By Marty Denzer
Catholic Key Reporter
KANSAS CITY — St. Elizabeth School was founded by two Sisters of St. Joseph of Carondelet in two small rooms at the rear of the original church. Fifty two students were enrolled. That was 90 years ago. Today there are 475 students filling 29 classrooms. For many of those 90 years, service to the community has been a hallmark of a St. Elizabeth’s education, along with challenging academics, centered on Christ.
To kick off Catholic Schools Week, the student council and faculty members planned a pep rally in the gymnasium. Except for the planners, the rest of the students were in the dark about what would happen at the rally.
Class by class, they filed in, some chatting quietly, but all watched their classmates and Student Council members to try and guess what was going on.
Principal Mrs. Pat Kollasch opened the rally saying, “God has no hands at St. Elizabeth’s except ours,” the implication being, With God’s help, what we do here is important.
Suddenly, Flat Dr. Dan, the image of Dr. Dan Peters, Superintendent of Catholic Schools, appeared from behind the podium. A deep, eighth grade voice announced that it was Catholic Schools Week and that Student Council would officiate the rally, with help from eighth grade teacher Molly Williams, their faculty liaison.
OK, students often spend more time with their teachers than with their moms and dads. So how well do the teachers and students know each other? A spirited game of which group knew the others’ music offered a clue. The Beach Boys, Neil Diamond and Don McLean were quickly guessed by the students while the teachers several times went into a huddle. By the end of the game, the score was 6 – 4 in favor of the students.
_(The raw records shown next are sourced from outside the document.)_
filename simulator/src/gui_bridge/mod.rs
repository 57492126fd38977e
pub mod bridge;
pub mod model;
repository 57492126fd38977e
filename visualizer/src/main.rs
use civiccore::favorites::{JsonFileBackend, ReconcileOutcome};
use civiccore::feed_interface::{Feed, Record, StatusLevel};
use civiccore::lifecycle::AppContext;
use civiccore::prelude::RemoteDataSource;
use civiccore::refresh::CycleOutcome;
use clap::Parser;
use iced::{
    event, mouse, time,
    widget::{
        button,
        canvas::{self, Canvas, Frame, Geometry, Path, Stroke},
        column, row, scrollable, text, Column, Container, Row,
    },
    window, Alignment, Color, Element, Event, Length, Point, Rectangle, Renderer, Subscription,
    Task, Theme,
};
use log::{info, warn};
use screen::FeedScreen;
use source::HttpFeedSource;
use std::{path::PathBuf, sync::Arc, time::Duration};

mod screen;
mod source;

#[derive(Parser, Debug, Clone)]
#[command(author, version, about = "Civic operations feed viewer")]
struct Args {
    /// Base URL of the feed API
    #[arg(long, default_value = "http://127.0.0.1:9000")]
    endpoint: String,
    /// Where starred records are kept between sessions
    #[arg(long, default_value = "civic_favorites.json")]
    favorites: PathBuf,
    #[arg(long, default_value_t = 10)]
    timeout_secs: u64,
    /// Automatic refresh period for the visible feed
    #[arg(long, default_value_t = 30)]
    refresh_secs: u64,
}

fn main() -> anyhow::Result<()> {
    env_logger::init();
    let args = Args::parse();
    let source: Arc<dyn RemoteDataSource> = Arc::new(HttpFeedSource::new(
        &args.endpoint,
        Duration::from_secs(args.timeout_secs),
    )?);
    info!("viewer using feed API at {}", args.endpoint);

    iced::application(
        move || Visualizer::boot(&args, source.clone()),
        Visualizer::update,
        Visualizer::view,
    )
    .title(application_title)
    .subscription(application_subscription)
    .theme(application_theme)
    .window(window::Settings {
        exit_on_close_request: false,
        ..Default::default()
    })
    .run()?;
    Ok(())
}

fn application_title(state: &Visualizer) -> String {
    format!("Civic Feeds - {}", state.selected.title())
}

fn application_subscription(state: &Visualizer) -> Subscription<Message> {
    Subscription::batch([
        time::every(state.refresh_every).map(|_| Message::Tick),
        event::listen_with(window_event),
    ])
}

fn window_event(event: Event, _status: event::Status, _id: window::Id) -> Option<Message> {
    match event {
        Event::Window(window::Event::Unfocused) => Some(Message::Background),
        Event::Window(window::Event::Focused) => Some(Message::Foreground),
        Event::Window(window::Event::CloseRequested) => Some(Message::CloseRequested),
        _ => None,
    }
}

fn application_theme(_: &Visualizer) -> Theme {
    Theme::Dark
}

struct Visualizer {
    app: AppContext,
    screens: Vec<FeedScreen>,
    selected: Feed,
    refresh_every: Duration,
    backgrounded: bool,
    status: String,
    history: Vec<String>,
}

#[derive(Debug, Clone)]
enum Message {
    Tick,
    SelectFeed(Feed),
    Retry,
    CycleFinished(Feed, CycleOutcome),
    ToggleFavorite(Feed, String),
    Background,
    Foreground,
    CloseRequested,
}

impl Visualizer {
    fn boot(args: &Args, source: Arc<dyn RemoteDataSource>) -> (Self, Task<Message>) {
        let app = AppContext::launch(JsonFileBackend::new(&args.favorites));
        let mut state = Self::new(
            app,
            source,
            Duration::from_secs(args.refresh_secs.max(1)),
        );
        let task = state.start_selected();
        (state, task)
    }

    fn new(app: AppContext, source: Arc<dyn RemoteDataSource>, refresh_every: Duration) -> Self {
        let screens = Feed::ALL
            .iter()
            .map(|feed| FeedScreen::new(&app, *feed, source.clone()))
            .collect();
        Visualizer {
            app,
            screens,
            selected: Feed::Alerts,
            refresh_every,
            backgrounded: false,
            status: "Waiting for feeds...".into(),
            history: Vec::new(),
        }
    }

    fn update(state: &mut Self, message: Message) -> Task<Message> {
        match message {
            Message::Tick => {
                if state.backgrounded || state.screen(state.selected).controller().is_loading() {
                    Task::none()
                } else {
                    state.start_selected()
                }
            }
            Message::SelectFeed(feed) if feed == state.selected => Task::none(),
            Message::SelectFeed(feed) => {
                state.screen_mut(state.selected).disappear();
                state.selected = feed;
                state.start_selected()
            }
            Message::Retry => state.start_selected(),
            Message::CycleFinished(feed, outcome) => {
                let screen = state.screen_mut(feed);
                if !screen.controller_mut().complete(outcome) {
                    return Task::none();
                }
                let line = screen.status_line();
                let changes = screen.controller().status_changes().to_vec();
                for change in changes {
                    state.push_history(format!(
                        "* {} ({}): {} -> {}",
                        change.name, change.feed, change.from, change.to
                    ));
                }
                state.status = line.clone();
                state.push_history(line);
                Task::none()
            }
            Message::ToggleFavorite(feed, identity) => {
                let starred = state.app.favorites().toggle_favorite(feed.id(), &identity);
                state.push_history(format!(
                    "{} {} in {}",
                    if starred { "Starred" } else { "Unstarred" },
                    identity,
                    feed.title()
                ));
                Task::none()
            }
            Message::Background => {
                state.backgrounded = true;
                state.screen_mut(state.selected).disappear();
                if !state.app.enter_background() {
                    state.status = "Favorites could not be saved; kept in memory".into();
                }
                Task::none()
            }
            Message::Foreground => {
                match state.app.enter_foreground() {
                    ReconcileOutcome::LoadedFromStorage => {
                        state.push_history("Favorites reloaded from storage".into())
                    }
                    ReconcileOutcome::StorageUnavailable => {
                        state.status = "Favorites storage unavailable".into()
                    }
                    ReconcileOutcome::KeptInMemory => {}
                }
                if state.backgrounded {
                    state.backgrounded = false;
                    state.start_selected()
                } else {
                    Task::none()
                }
            }
            Message::CloseRequested => {
                for screen in &mut state.screens {
                    screen.disappear();
                }
                if !state.app.enter_background() {
                    warn!("exiting with unsaved favorites");
                }
                iced::exit()
            }
        }
    }

    fn view(state: &Self) -> Element<'_, Message> {
        let selected = state.screen(state.selected);
        let surface = selected.surface();
        let favorites = state.app.favorites();
        let feed_id = state.selected.id();

        let tabs = Feed::ALL.iter().fold(Row::new().spacing(6), |tabs, feed| {
            let label = if *feed == state.selected {
                format!("[{}]", feed.title())
            } else {
                feed.title().to_string()
            };
            tabs.push(button(text(label).size(14)).on_press(Message::SelectFeed(*feed)).padding(8))
        });

        let header = row![
            text(selected.status_line()).size(22),
            button("Refresh").on_press(Message::Retry).padding(8),
        ]
        .spacing(16)
        .align_y(Alignment::Center);

        let banner = if surface.loading {
            text("Loading...").size(14)
        } else if let Some(err) = &surface.error {
            text(format!("Load failed: {err}")).size(14)
        } else {
            text(format!("{} refreshes", surface.refreshes)).size(14)
        };

        let record_list = if surface.records.is_empty() {
            Column::new().push(text("No records to show").size(12))
        } else {
            surface
                .records
                .iter()
                .fold(Column::new().spacing(4), |col, record| {
                    let identity = record.identity();
                    let star = if favorites.is_favorite(feed_id, &identity) {
                        "*"
                    } else {
                        "-"
                    };
                    col.push(
                        row![
                            button(text(star).size(12))
                                .on_press(Message::ToggleFavorite(state.selected, identity))
                                .padding(4),
                            text(format!(
                                "{} | {} ({})",
                                record.display_name(),
                                record.status(),
                                record.status_level()
                            ))
                            .size(12),
                        ]
                        .spacing(8)
                        .align_y(Alignment::Center),
                    )
                })
        };

        let starred_ids = favorites.favorites(feed_id);
        let map = Canvas::new(RecordMap::new(&surface.records, &starred_ids))
            .width(Length::Fill)
            .height(Length::Fixed(320.0));

        let history_list = if state.history.is_empty() {
            Column::new().push(text("No activity yet").size(12))
        } else {
            state
                .history
                .iter()
                .rev()
                .fold(Column::new().spacing(4), |col, entry| {
                    col.push(text(entry.clone()).size(12))
                })
        };

        let list_column = column![
            text("Records").size(18),
            Container::new(scrollable(record_list).height(Length::Fill)).padding(6),
        ]
        .spacing(10)
        .width(Length::Fixed(420.0));

        let map_column = column![
            text("Map (colour = status level, ring = starred)").size(16),
            map,
            text(&state.status).size(14),
            text("Activity log").size(16),
            Container::new(scrollable(history_list).height(Length::Fixed(140.0))).padding(6),
        ]
        .spacing(10)
        .width(Length::Fill);

        let layout = column![
            tabs,
            header,
            banner,
            row![list_column, map_column]
                .spacing(20)
                .align_y(Alignment::Start),
        ]
        .spacing(12)
        .padding(20);

        Container::new(layout)
            .width(Length::Fill)
            .height(Length::Fill)
            .into()
    }

    fn screen(&self, feed: Feed) -> &FeedScreen {
        let index = Feed::ALL.iter().position(|f| *f == feed).unwrap_or(0);
        &self.screens[index]
    }

    fn screen_mut(&mut self, feed: Feed) -> &mut FeedScreen {
        let index = Feed::ALL.iter().position(|f| *f == feed).unwrap_or(0);
        &mut self.screens[index]
    }

    fn start_selected(&mut self) -> Task<Message> {
        let feed = self.selected;
        let pending = self.screen_mut(feed).appear();
        Task::perform(pending.run(), move |outcome| {
            Message::CycleFinished(feed, outcome)
        })
    }

    fn push_history(&mut self, entry: String) {
        self.history.push(entry);
        if self.history.len() > 40 {
            self.history.remove(0);
        }
    }
}

fn level_color(level: StatusLevel) -> Color {
    match level {
        StatusLevel::Unknown => Color::from_rgb(0.5, 0.5, 0.5),
        StatusLevel::Inactive => Color::from_rgb(0.3, 0.3, 0.35),
        StatusLevel::Normal => Color::from_rgb(0.25, 0.75, 0.35),
        StatusLevel::Attention => Color::from_rgb(0.95, 0.8, 0.2),
        StatusLevel::Alert => Color::from_rgb(0.95, 0.55, 0.2),
        StatusLevel::Critical => Color::from_rgb(0.9, 0.15, 0.15),
    }
}

struct MapPoint {
    latitude: f64,
    longitude: f64,
    level: StatusLevel,
    starred: bool,
}

/// Positioned records projected onto their own bounding box.
struct RecordMap {
    points: Vec<MapPoint>,
}

impl RecordMap {
    fn new(records: &[Record], starred: &[String]) -> Self {
        let points = records
            .iter()
            .filter_map(|record| {
                let coordinate = record.coordinate()?;
                Some(MapPoint {
                    latitude: coordinate.latitude(),
                    longitude: coordinate.longitude(),
                    level: record.status_level(),
                    starred: starred.contains(&record.identity()),
                })
            })
            .collect();
        Self { points }
    }
}

impl canvas::Program<Message> for RecordMap {
    type State = ();

    fn draw(
        &self,
        _state: &Self::State,
        renderer: &Renderer,
        _theme: &Theme,
        bounds: Rectangle,
        _cursor: mouse::Cursor,
    ) -> Vec<Geometry> {
        let mut frame = Frame::new(renderer, bounds.size());
        frame.fill_rectangle(
            Point::ORIGIN,
            bounds.size(),
            Color::from_rgb(0.02, 0.02, 0.04),
        );

        let margin = 14.0;
        let width = (bounds.width - 2.0 * margin).max(1.0);
        let height = (bounds.height - 2.0 * margin).max(1.0);

        let grid = Path::new(|builder| {
            for step in 1..4 {
                let x = margin + width * step as f32 / 4.0;
                let y = margin + height * step as f32 / 4.0;
                builder.move_to(Point::new(x, margin));
                builder.line_to(Point::new(x, margin + height));
                builder.move_to(Point::new(margin, y));
                builder.line_to(Point::new(margin + width, y));
            }
        });
        frame.stroke(
            &grid,
            Stroke::default()
                .with_color(Color::from_rgb(0.2, 0.2, 0.26))
                .with_width(1.0),
        );

        if self.points.is_empty() {
            return vec![frame.into_geometry()];
        }

        let (mut min_lat, mut max_lat) = (f64::INFINITY, f64::NEG_INFINITY);
        let (mut min_lon, mut max_lon) = (f64::INFINITY, f64::NEG_INFINITY);
        for point in &self.points {
            min_lat = min_lat.min(point.latitude);
            max_lat = max_lat.max(point.latitude);
            min_lon = min_lon.min(point.longitude);
            max_lon = max_lon.max(point.longitude);
        }
        let lat_span = (max_lat - min_lat).max(1e-3);
        let lon_span = (max_lon - min_lon).max(1e-3);

        for point in &self.points {
            let x = margin + ((point.longitude - min_lon) / lon_span) as f32 * width;
            let y = margin + height - ((point.latitude - min_lat) / lat_span) as f32 * height;
            let center = Point::new(x, y);

            let marker = Path::new(|builder| builder.circle(center, 4.5));
            frame.fill(&marker, level_color(point.level));
            if point.starred {
                let ring = Path::new(|builder| builder.circle(center, 8.0));
                frame.stroke(
                    &ring,
                    Stroke::default()
                        .with_color(Color::from_rgb(0.95, 0.95, 0.95))
                        .with_width(1.5),
                );
            }
        }

        vec![frame.into_geometry()]
    }
}
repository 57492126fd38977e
use crate::favorites::backend::{FavoriteSnapshot, FavoritesBackend};
use crate::feed_interface::{Record, StatusLevel};
use crate::telemetry::MetricsRecorder;
use log::{debug, error, info, warn};
use std::collections::{BTreeMap, BTreeSet, HashMap};
use std::sync::{Arc, RwLock, RwLockReadGuard, RwLockWriteGuard};

/// Status change of a starred record between two observed refreshes.
#[derive(Debug, Clone, PartialEq, Eq)]
pub struct StatusChange {
    pub feed: String,
    pub id: String,
    pub name: String,
    pub from: StatusLevel,
    pub to: StatusLevel,
}

/// What a foreground transition did with the persisted favorites.
#[derive(Debug, Clone, Copy, PartialEq, Eq)]
pub enum ReconcileOutcome {
    LoadedFromStorage,
    KeptInMemory,
    StorageUnavailable,
}

#[derive(Default)]
struct FavoritesState {
    sets: BTreeMap<String, BTreeSet<String>>,
    dirty: bool,
    observed: HashMap<String, HashMap<String, StatusLevel>>,
}

impl FavoritesState {
    fn is_empty(&self) -> bool {
        self.sets.values().all(BTreeSet::is_empty)
    }
}

/// Process-wide starred identifiers, keyed by feed.
///
/// Constructed once by the application assembly and shared by `Arc`.
/// In-memory operations take effect synchronously; storage is only touched
/// by [`persist`](Self::persist) and [`reload`](Self::reload).
pub struct FavoritesStore {
    backend: Box<dyn FavoritesBackend>,
    state: RwLock<FavoritesState>,
    metrics: Option<Arc<MetricsRecorder>>,
}

impl FavoritesStore {
    pub fn new(backend: impl FavoritesBackend + 'static) -> Self {
        Self {
            backend: Box::new(backend),
            state: RwLock::new(FavoritesState::default()),
            metrics: None,
        }
    }

    pub fn with_metrics(mut self, metrics: Arc<MetricsRecorder>) -> Self {
        self.metrics = Some(metrics);
        self
    }

    fn read(&self) -> RwLockReadGuard<'_, FavoritesState> {
        self.state.read().unwrap_or_else(|poisoned| poisoned.into_inner())
    }

    fn write(&self) -> RwLockWriteGuard<'_, FavoritesState> {
        self.state
            .write()
            .unwrap_or_else(|poisoned| poisoned.into_inner())
    }

    pub fn is_favorite(&self, feed: &str, id: &str) -> bool {
        self.read()
            .sets
            .get(feed)
            .map(|ids| ids.contains(id))
            .unwrap_or(false)
    }

    /// Flips membership and returns whether `id` is now a favorite.
    pub fn toggle_favorite(&self, feed: &str, id: &str) -> bool {
        let mut state = self.write();
        let ids = state.sets.entry(feed.to_string()).or_default();
        let starred = if ids.remove(id) {
            false
        } else {
            ids.insert(id.to_string());
            true
        };
        state.dirty = true;
        debug!("favorite {}/{} -> {}", feed, id, starred);
        starred
    }

    pub fn add(&self, feed: &str, id: &str) {
        let mut state = self.write();
        if state
            .sets
            .entry(feed.to_string())
            .or_default()
            .insert(id.to_string())
        {
            state.dirty = true;
        }
    }

    pub fn remove(&self, feed: &str, id: &str) {
        let mut state = self.write();
        let removed = state
            .sets
            .get_mut(feed)
            .map(|ids| ids.remove(id))
            .unwrap_or(false);
        if removed {
            state.dirty = true;
        }
    }

    /// Sorted favorites of one feed.
    pub fn favorites(&self, feed: &str) -> Vec<String> {
        self.read()
            .sets
            .get(feed)
            .map(|ids| ids.iter().cloned().collect())
            .unwrap_or_default()
    }

    pub fn is_empty(&self) -> bool {
        self.read().is_empty()
    }

    /// True when in-memory changes have not been persisted yet.
    pub fn is_dirty(&self) -> bool {
        self.read().dirty
    }

    pub fn snapshot(&self) -> FavoriteSnapshot {
        FavoriteSnapshot::from_sets(self.read().sets.clone())
    }

    /// Records of `records` that are starred in `feed`.
    pub fn starred<'a>(&self, feed: &str, records: &'a [Record]) -> Vec<&'a Record> {
        let state = self.read();
        match state.sets.get(feed) {
            Some(ids) => records
                .iter()
                .filter(|record| ids.contains(&record.identity()))
                .collect(),
            None => Vec::new(),
        }
    }

    /// Cross-references a fresh record list with the starred set and reports
    /// starred records whose status level moved since the last observation.
    pub fn observe(&self, feed: &str, records: &[Record]) -> Vec<StatusChange> {
        let mut state = self.write();
        let starred = match state.sets.get(feed) {
            Some(ids) if !ids.is_empty() => ids.clone(),
            _ => {
                state.observed.remove(feed);
                return Vec::new();
            }
        };

        let previous = state.observed.remove(feed).unwrap_or_default();
        let mut current = HashMap::new();
        let mut changes = Vec::new();
        for record in records {
            let id = record.identity();
            if !starred.contains(&id) {
                continue;
            }
            let level = record.status_level();
            if let Some(&before) = previous.get(&id) {
                if before != level {
                    changes.push(StatusChange {
                        feed: feed.to_string(),
                        id: id.clone(),
                        name: record.display_name().to_string(),
                        from: before,
                        to: level,
                    });
                }
            }
            current.insert(id, level);
        }
        state.observed.insert(feed.to_string(), current);

        for change in &changes {
            info!(
                "starred {} in {} changed {} -> {}",
                change.name, change.feed, change.from, change.to
            );
        }
        changes
    }

    /// Writes the full set to storage. Failures are logged and contained; the
    /// in-memory set stays authoritative for the session.
    ///
    /// Storage is written without holding the lock; the dirty flag is only
    /// cleared when nothing changed while the write was in progress.
    pub fn persist(&self) -> bool {
        let snapshot = self.snapshot();
        match self.backend.save(&snapshot) {
            Ok(()) => {
                let mut state = self.write();
                if FavoriteSnapshot::from_sets(state.sets.clone()) == snapshot {
                    state.dirty = false;
                }
                drop(state);
                debug!(
                    "persisted {} favorite feed(s) to {}",
                    snapshot.feeds.len(),
                    self.backend.describe()
                );
                true
            }
            Err(err) => {
                error!(
                    "failed to persist favorites to {}: {}",
                    self.backend.describe(),
                    err
                );
                self.record_failure();
                false
            }
        }
    }

    /// Replaces the in-memory set with storage contents. On failure the
    /// in-memory set is left untouched.
    pub fn reload(&self) -> bool {
        match self.backend.load() {
            Ok(snapshot) => {
                let mut state = self.write();
                state.sets = snapshot.feeds;
                state.dirty = false;
                state.observed.clear();
                true
            }
            Err(err) => {
                warn!(
                    "failed to reload favorites from {}: {}",
                    self.backend.describe(),
                    err
                );
                self.record_failure();
                false
            }
        }
    }

    /// Foreground reconciliation: storage wins only when memory is empty.
    pub fn reconcile_on_foreground(&self) -> ReconcileOutcome {
        if !self.is_empty() {
            return ReconcileOutcome::KeptInMemory;
        }
        if self.reload() {
            ReconcileOutcome::LoadedFromStorage
        } else {
            ReconcileOutcome::StorageUnavailable
        }
    }

    fn record_failure(&self) {
        if let Some(metrics) = &self.metrics {
            metrics.record_persistence_failure();
        }
    }
}
#[cfg(test)]
pub(crate) mod tests {
    use super::*;
    use crate::favorites::MemoryBackend;
    use crate::feed_interface::Category;
    use crate::prelude::FetchError;
    use async_trait::async_trait;
    use std::collections::HashMap;
    use std::sync::Mutex;

    #[derive(Debug, Clone, PartialEq)]
    pub(crate) enum SurfaceEvent {
        Loading,
        Ready(Vec<Record>),
        Failed(FetchError),
    }

    #[derive(Default)]
    pub(crate) struct RecordingSurface {
        pub events: Vec<SurfaceEvent>,
    }

    impl RecordingSurface {
        pub fn ready_calls(&self) -> usize {
            self.events
                .iter()
                .filter(|e| matches!(e, SurfaceEvent::Ready(_)))
                .count()
        }
    }

    impl PresentationSurface for RecordingSurface {
        fn on_loading_started(&mut self) {
            self.events.push(SurfaceEvent::Loading);
        }

        fn on_data_ready(&mut self, records: &[Record]) {
            self.events.push(SurfaceEvent::Ready(records.to_vec()));
        }

        fn on_load_failed(&mut self, reason: &FetchError) {
            self.events.push(SurfaceEvent::Failed(reason.clone()));
        }
    }

    /// Answers each feed with a queue of canned responses, in call order.
    #[derive(Default)]
    pub(crate) struct CannedSource {
        responses: Mutex<HashMap<String, Vec<FetchResult<Vec<Record>>>>>,
    }

    impl CannedSource {
        pub fn push(&self, feed: &str, response: FetchResult<Vec<Record>>) {
            self.responses
                .lock()
                .unwrap()
                .entry(feed.to_string())
                .or_default()
                .push(response);
        }
    }

    #[async_trait]
    impl RemoteDataSource for CannedSource {
        async fn fetch(&self, feed_id: &str) -> FetchResult<Vec<Record>> {
            let mut responses = self.responses.lock().unwrap();
            match responses.get_mut(feed_id) {
                Some(queue) if !queue.is_empty() => queue.remove(0),
                _ => Err(FetchError::ServerError(format!("no canned response for {feed_id}"))),
            }
        }
    }

    pub(crate) fn siren_a() -> Record {
        Record::new("Sirene A", "ativa", Category::Siren).with_id("s1")
    }

    fn beach(id: &str) -> Record {
        Record::new(id, "própria", Category::Beach).with_id(id)
    }

    fn controller(source: Arc<CannedSource>) -> RefreshController<RecordingSurface> {
        RefreshController::new(source, RecordingSurface::default())
    }

    #[tokio::test]
    async fn idle_start_success_publishes_once() {
        let source = Arc::new(CannedSource::default());
        source.push("sirens", Ok(vec![siren_a()]));
        let mut controller = controller(source);
        assert_eq!(controller.current_state(), &FeedState::Idle);

        let pending = controller.start("sirens");
        assert_eq!(controller.current_state(), &FeedState::Loading);
        let outcome = pending.run().await;
        assert!(controller.complete(outcome));

        assert_eq!(controller.current_state(), &FeedState::Loaded(vec![siren_a()]));
        assert_eq!(controller.surface().ready_calls(), 1);
        assert_eq!(
            controller.surface().events,
            vec![SurfaceEvent::Loading, SurfaceEvent::Ready(vec![siren_a()])]
        );
    }

    #[tokio::test]
    async fn cancel_while_loading_discards_late_success() {
        let source = Arc::new(CannedSource::default());
        source.push("sirens", Ok(vec![siren_a()]));
        let mut controller = controller(source);

        let pending = controller.start("sirens");
        controller.cancel();
        assert_eq!(controller.current_state(), &FeedState::Idle);

        let outcome = pending.run().await;
        assert!(!controller.complete(outcome));
        assert_eq!(controller.current_state(), &FeedState::Idle);
        assert_eq!(controller.surface().ready_calls(), 0);
        assert_eq!(controller.metrics().snapshot().stale_dropped, 1);
    }

    #[test]
    fn cancel_on_idle_is_a_no_op() {
        let mut controller = controller(Arc::new(CannedSource::default()));
        controller.cancel();
        assert_eq!(controller.current_state(), &FeedState::Idle);
        assert!(controller.surface().events.is_empty());
        assert_eq!(controller.metrics().snapshot().cycles_cancelled, 0);
    }

    #[tokio::test]
    async fn failure_then_manual_retry_loads() {
        let source = Arc::new(CannedSource::default());
        source.push(
            "beaches",
            Err(FetchError::NetworkUnreachable("offline".into())),
        );
        source.push("beaches", Ok(vec![beach("leme")]));
        let mut controller = controller(source);

        let outcome = controller.start("beaches").run().await;
        assert!(controller.complete(outcome));
        assert_eq!(
            controller.current_state(),
            &FeedState::Failed(FetchError::NetworkUnreachable("offline".into()))
        );
        let failures = controller
            .surface()
            .events
            .iter()
            .filter(|e| matches!(e, SurfaceEvent::Failed(_)))
            .count();
        assert_eq!(failures, 1);

        let outcome = controller.start("beaches").run().await;
        assert!(controller.complete(outcome));
        assert_eq!(controller.current_state(), &FeedState::Loaded(vec![beach("leme")]));
    }

    #[tokio::test]
    async fn empty_success_is_loaded_not_failed() {
        let source = Arc::new(CannedSource::default());
        source.push("beaches", Ok(Vec::new()));
        let mut controller = controller(source);
        let outcome = controller.start("beaches").run().await;
        controller.complete(outcome);
        assert_eq!(controller.current_state(), &FeedState::Loaded(Vec::new()));
    }

    #[tokio::test]
    async fn last_start_wins_over_last_finish() {
        let source = Arc::new(CannedSource::default());
        source.push("beaches", Ok(vec![beach("first")]));
        source.push("beaches", Ok(vec![beach("second")]));
        let mut controller = controller(source);

        let first = controller.start("beaches");
        let second = controller.start("beaches");
        let first_outcome = first.run().await;
        let second_outcome = second.run().await;

        assert!(controller.complete(second_outcome));
        assert!(!controller.complete(first_outcome));
        assert_eq!(
            controller.current_state(),
            &FeedState::Loaded(vec![beach("second")])
        );
        assert_eq!(controller.surface().ready_calls(), 1);
    }

    #[derive(Clone, Copy, Debug)]
    enum Op {
        Start(&'static str),
        Cancel,
    }

    fn permutations(items: Vec<usize>) -> Vec<Vec<usize>> {
        if items.len() <= 1 {
            return vec![items];
        }
        let mut all = Vec::new();
        for (i, &head) in items.iter().enumerate() {
            let mut rest = items.clone();
            rest.remove(i);
            for mut tail in permutations(rest) {
                tail.insert(0, head);
                all.push(tail);
            }
        }
        all
    }

    #[tokio::test]
    async fn settled_state_matches_last_live_start_for_every_completion_order() {
        let scripts: Vec<Vec<Op>> = vec![
            vec![Op::Start("a"), Op::Start("b"), Op::Start("c")],
            vec![Op::Start("a"), Op::Start("b"), Op::Cancel],
            vec![Op::Start("a"), Op::Cancel, Op::Start("b"), Op::Start("c")],
            vec![Op::Cancel, Op::Start("a"), Op::Start("b"), Op::Cancel, Op::Start("c")],
            vec![Op::Start("a"), Op::Cancel, Op::Cancel],
        ];

        for script in scripts {
            let started: Vec<&str> = script
                .iter()
                .filter_map(|op| match op {
                    Op::Start(feed) => Some(*feed),
                    Op::Cancel => None,
                })
                .collect();
            let expected = match script.last() {
                Some(Op::Start(feed)) => FeedState::Loaded(vec![beach(feed)]),
                _ => FeedState::Idle,
            };

            for order in permutations((0..started.len()).collect()) {
                let source = Arc::new(CannedSource::default());
                for feed in &started {
                    source.push(feed, Ok(vec![beach(feed)]));
                }
                let mut controller = controller(source);
                let mut pending = Vec::new();
                for op in &script {
                    match op {
                        Op::Start(feed) => pending.push(Some(controller.start(feed))),
                        Op::Cancel => controller.cancel(),
                    }
                }
                for index in order {
                    if let Some(cycle) = pending[index].take() {
                        let outcome = cycle.run().await;
                        controller.complete(outcome);
                    }
                }
                assert_eq!(
                    controller.current_state(),
                    &expected,
                    "script {:?}",
                    script
                );
            }
        }
    }

    #[tokio::test]
    async fn favorites_are_cross_referenced_on_success() {
        let favorites = Arc::new(FavoritesStore::new(MemoryBackend::new()));
        favorites.add("sirens", "s1");
        let source = Arc::new(CannedSource::default());
        source.push("sirens", Ok(vec![siren_a()]));
        source.push(
            "sirens",
            Ok(vec![Record::new("Sirene A", "acionada", Category::Siren).with_id("s1")]),
        );
        let mut controller = controller(source).with_favorites(favorites);

        let outcome = controller.start("sirens").run().await;
        controller.complete(outcome);
        assert!(controller.status_changes().is_empty());

        let outcome = controller.start("sirens").run().await;
        controller.complete(outcome);
        assert_eq!(controller.status_changes().len(), 1);
        assert_eq!(controller.status_changes()[0].id, "s1");
    }
}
The music game was followed by a take off on the old game show, “I’ve Got A Secret.” Teachers had written something about themselves to be read aloud and the students had to guess whose secret they had just heard. The kids were pretty good at figuring out who had been a contestant on Family Feud with her family, and who was allergic to broccoli and zucchini. The teacher who had lost her pretty white boots in a pond, the teacher who sang in a choir at the Vatican and the former synchronized swimmer were a bit more difficult.
The students were patting themselves on the back for knowing their teachers so well when Mrs. Kollasch stepped up to the podium again. Wearing a very serious expression, she started to speak about … wait, what was that? Sixth grade teacher Jason Flood walked into the gym, microphone in his hand, singing at the top of his lungs, “Come on now and serve!” a parody of the Isley Brothers 1973 hit “Shout!” As Flood wound through groups of students seated on the gym floor, teachers jumped up and started dancing. At first the youngest students looked confused and startled, but it took little encouragement for them to copy their teachers and jump up to dance.
The flash mob was in celebration of St. Elizabeth School receiving the President’s Gold Award for Service for the 2011-2012 academic year. Carrie Madden, the parish stewardship and development director, said 190 of the 370 students in K through 8 grades logged more than 50 service hours, one of the criteria for the gold award. (An organization must complete more than 1,000 hours in a year to qualify; the 190 students completed more than 9,500 hours.) The cumulative service total for the year was 14,300 hours. So far this school year, the students have logged 8,514 hours of service to the community.
First grader Sara Gibson thought the flash mob dancing was “kinda, well really funny!” Nick Gunter, fourth grade, agreed that it was funny to see the teachers all dancing. “It was funny and pretty cool,” he said. “It made me feel like I had really cool teachers!”
Seventh grader Emma Anielak wasn’t quite so sure. “I was surprised,” she said. “I wasn’t expecting anything like that. It was cool, a little embarrassing, but still cool.”
The students had each served their parish and community. Sara raked leaves with her brother last year and volunteers with her mother at St. James Place. Her Daisy Girl Scout troop was to visit Ronald McDonald House at Children’s Mercy Hospital that afternoon as a service project.
Nick did a lot of yard work with his sister and dad last year. He also worked at the Coaches for Cancer golf tournament, which benefits the American Cancer Society.
Emma volunteered at Harvesters and St. James Place last year, as well as serving Mass at St. Elizabeth. Both Nick and Emma plan to continue last year’s service this year.
As they had filed in, the students began leaving the gym, quietly, orderly — well, here and there you could see arm dancing and hear giggles. And so, back to class during Catholic Schools Week.
The founding sisters would be proud.